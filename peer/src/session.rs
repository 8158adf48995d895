//! Protocol state of one peer, independent of any socket
//!
//! A [`PeerSession`] is either a spectator (renders what the authority
//! publishes, sends inputs) or the authority (owns the [`GameLoop`] and
//! publishes a snapshot per tick). Which one is decided by the relay through
//! `StartGameLoop` and `StopGameLoop`; the session only reacts.
//!
//! Every entry point takes the current time in milliseconds and returns the
//! packets to send to the relay, so the same code runs over UDP and inside
//! the in-process test harness.

use log::{debug, info, warn};
use shared::game_loop::GameLoop;
use shared::state::MatchState;
use shared::timers::Timers;
use shared::{
    GameSnapshot, InputState, Packet, PeerId, RoomId, RosterEntry, Team, Vector2,
    PROTOCOL_VERSION, TICK_RATE,
};
use std::collections::BTreeMap;

/// Heartbeats (ping + connection stats) go out at least this often
pub const HEARTBEAT_INTERVAL_MS: u64 = 1_000;

#[derive(Debug, Clone)]
pub struct SessionConfig {
    pub room_id: RoomId,
    pub name: String,
    /// Team requested right after joining
    pub team: Team,
    /// Self-declared link quality sent with every heartbeat
    pub connection_speed: f32,
    pub tick_interval_ms: u64,
    /// Complain about the authority once its snapshots are this old; `None`
    /// never complains
    pub complain_after_ms: Option<u64>,
    /// Ask to start the match once both teams have players, if we lead the room
    pub auto_start: bool,
    /// Seed for power-up placement when this peer becomes authority
    pub seed: u64,
}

[Work request] Going from the line that contains "Complain about the" to the last line of the records, reproduce every line as written.

[Written answer]
    /// Complain about the authority once its snapshots are this old; `None`
    /// never complains
    pub complain_after_ms: Option<u64>,
    /// Ask to start the match once both teams have players, if we lead the room
    pub auto_start: bool,
    /// Seed for power-up placement when this peer becomes authority
    pub seed: u64,
}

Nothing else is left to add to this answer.